- **EXERCISE DIRECTIONS**
Exactly as they stand, the data below are to be printed again.

------------------------------------------------------------

//! Process configuration, read once from the environment at startup.

use std::net::SocketAddr;
use std::time::Duration;

use thiserror::Error;

use splitledger_observability::LogFormat;

#[derive(Debug, Error, PartialEq, Eq)]
pub enum ConfigError {
    #[error("invalid value for {key}: '{value}' ({reason})")]
    Invalid {
        key: &'static str,
        value: String,
        reason: String,
    },
}

#[derive(Debug, Clone, PartialEq, Eq)]
pub struct AppConfig {
    pub service_name: String,
    pub http_address: String,
    pub http_port: u16,
    pub request_timeout: Duration,
    pub shutdown_grace: Duration,
    /// Postgres stores are used when set; in-memory stores otherwise.
    pub database_url: Option<String>,
    pub database_max_connections: u32,
    pub log_format: LogFormat,
}

impl Default for AppConfig {
    fn default() -> Self {
        Self {
            service_name: "splitledger".to_string(),
            http_address: "0.0.0.0".to_string(),
            http_port: 8080,
            request_timeout: Duration::from_secs(30),
            shutdown_grace: Duration::from_secs(5),
            database_url: None,
            database_max_connections: 10,
            log_format: LogFormat::Json,
        }
    }
}

impl AppConfig {
    pub fn from_env() -> Result<Self, ConfigError> {
        Self::from_lookup(|key| std::env::var(key).ok())
    }

    /// Build from an arbitrary key lookup; unset or blank keys keep their defaults.
    pub fn from_lookup<F>(lookup: F) -> Result<Self, ConfigError>
    where
        F: Fn(&str) -> Option<String>,
    {
        let get = |key: &str| lookup(key).map(|v| v.trim().to_string()).filter(|v| !v.is_empty());
        let defaults = Self::default();

        Ok(Self {
            service_name: get("SERVICE_NAME").unwrap_or(defaults.service_name),
            http_address: get("HTTP_ADDRESS").unwrap_or(defaults.http_address),
            http_port: parse(get("HTTP_PORT"), "HTTP_PORT")?.unwrap_or(defaults.http_port),
            request_timeout: parse(get("REQUEST_TIMEOUT_SECS"), "REQUEST_TIMEOUT_SECS")?
                .map(Duration::from_secs)
                .unwrap_or(defaults.request_timeout),
            shutdown_grace: parse(get("SHUTDOWN_GRACE_SECS"), "SHUTDOWN_GRACE_SECS")?
                .map(Duration::from_secs)
                .unwrap_or(defaults.shutdown_grace),
            database_url: get("DATABASE_URL"),
            database_max_connections: parse(get("DATABASE_MAX_CONNECTIONS"), "DATABASE_MAX_CONNECTIONS")?
                .unwrap_or(defaults.database_max_connections),
            log_format: match get("LOG_FORMAT") {
                Some(raw) => raw.parse().map_err(|e: splitledger_observability::UnknownLogFormat| {
                    ConfigError::Invalid {
                        key: "LOG_FORMAT",
                        value: raw.clone(),
                        reason: e.to_string(),
                    }
                })?,
                None => defaults.log_format,
            },
        })
    }

    pub fn bind_addr(&self) -> Result<SocketAddr, ConfigError> {
        let raw = format!("{}:{}", self.http_address, self.http_port);
        raw.parse().map_err(|e: std::net::AddrParseError| ConfigError::Invalid {
            key: "HTTP_ADDRESS",
            value: raw.clone(),
            reason: e.to_string(),
        })
    }
}

fn parse<T>(raw: Option<String>, key: &'static str) -> Result<Option<T>, ConfigError>
where
    T: std::str::FromStr,
    T::Err: std::fmt::Display,
{
    raw.map(|value| {
        value.parse::<T>().map_err(|e| ConfigError::Invalid {
            key,
            reason: e.to_string(),
            value,
        })
    })
    .transpose()
}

------------------------------------------------------------

- **EXERCISE SOLUTION**
//! Process configuration, read once from the environment at startup.

use std::net::SocketAddr;
use std::time::Duration;

use thiserror::Error;

use splitledger_observability::LogFormat;

#[derive(Debug, Error, PartialEq, Eq)]
pub enum ConfigError {
    #[error("invalid value for {key}: '{value}' ({reason})")]
    Invalid {
        key: &'static str,
        value: String,
        reason: String,
    },
}

#[derive(Debug, Clone, PartialEq, Eq)]
pub struct AppConfig {
    pub service_name: String,
    pub http_address: String,
    pub http_port: u16,
    pub request_timeout: Duration,
    pub shutdown_grace: Duration,
    /// Postgres stores are used when set; in-memory stores otherwise.
    pub database_url: Option<String>,
    pub database_max_connections: u32,
    pub log_format: LogFormat,
}

impl Default for AppConfig {
    fn default() -> Self {
        Self {
            service_name: "splitledger".to_string(),
            http_address: "0.0.0.0".to_string(),
            http_port: 8080,
            request_timeout: Duration::from_secs(30),
            shutdown_grace: Duration::from_secs(5),
            database_url: None,
            database_max_connections: 10,
            log_format: LogFormat::Json,
        }
    }
}

impl AppConfig {
    pub fn from_env() -> Result<Self, ConfigError> {
        Self::from_lookup(|key| std::env::var(key).ok())
    }

    /// Build from an arbitrary key lookup; unset or blank keys keep their defaults.
    pub fn from_lookup<F>(lookup: F) -> Result<Self, ConfigError>
    where
        F: Fn(&str) -> Option<String>,
    {
        let get = |key: &str| lookup(key).map(|v| v.trim().to_string()).filter(|v| !v.is_empty());
        let defaults = Self::default();

        Ok(Self {
            service_name: get("SERVICE_NAME").unwrap_or(defaults.service_name),
            http_address: get("HTTP_ADDRESS").unwrap_or(defaults.http_address),
            http_port: parse(get("HTTP_PORT"), "HTTP_PORT")?.unwrap_or(defaults.http_port),
            request_timeout: parse(get("REQUEST_TIMEOUT_SECS"), "REQUEST_TIMEOUT_SECS")?
                .map(Duration::from_secs)
                .unwrap_or(defaults.request_timeout),
            shutdown_grace: parse(get("SHUTDOWN_GRACE_SECS"), "SHUTDOWN_GRACE_SECS")?
                .map(Duration::from_secs)
                .unwrap_or(defaults.shutdown_grace),
            database_url: get("DATABASE_URL"),
            database_max_connections: parse(get("DATABASE_MAX_CONNECTIONS"), "DATABASE_MAX_CONNECTIONS")?
                .unwrap_or(defaults.database_max_connections),
            log_format: match get("LOG_FORMAT") {
                Some(raw) => raw.parse().map_err(|e: splitledger_observability::UnknownLogFormat| {
                    ConfigError::Invalid {
                        key: "LOG_FORMAT",
                        value: raw.clone(),
                        reason: e.to_string(),
                    }
                })?,
                None => defaults.log_format,
            },
        })
    }

    pub fn bind_addr(&self) -> Result<SocketAddr, ConfigError> {
        let raw = format!("{}:{}", self.http_address, self.http_port);
        raw.parse().map_err(|e: std::net::AddrParseError| ConfigError::Invalid {
            key: "HTTP_ADDRESS",
            value: raw.clone(),
            reason: e.to_string(),
        })
    }
}

fn parse<T>(raw: Option<String>, key: &'static str) -> Result<Option<T>, ConfigError>
where
    T: std::str::FromStr,
    T::Err: std::fmt::Display,
{
    raw.map(|value| {
        value.parse::<T>().map_err(|e| ConfigError::Invalid {
            key,
            reason: e.to_string(),
            value,
        })
    })
    .transpose()
}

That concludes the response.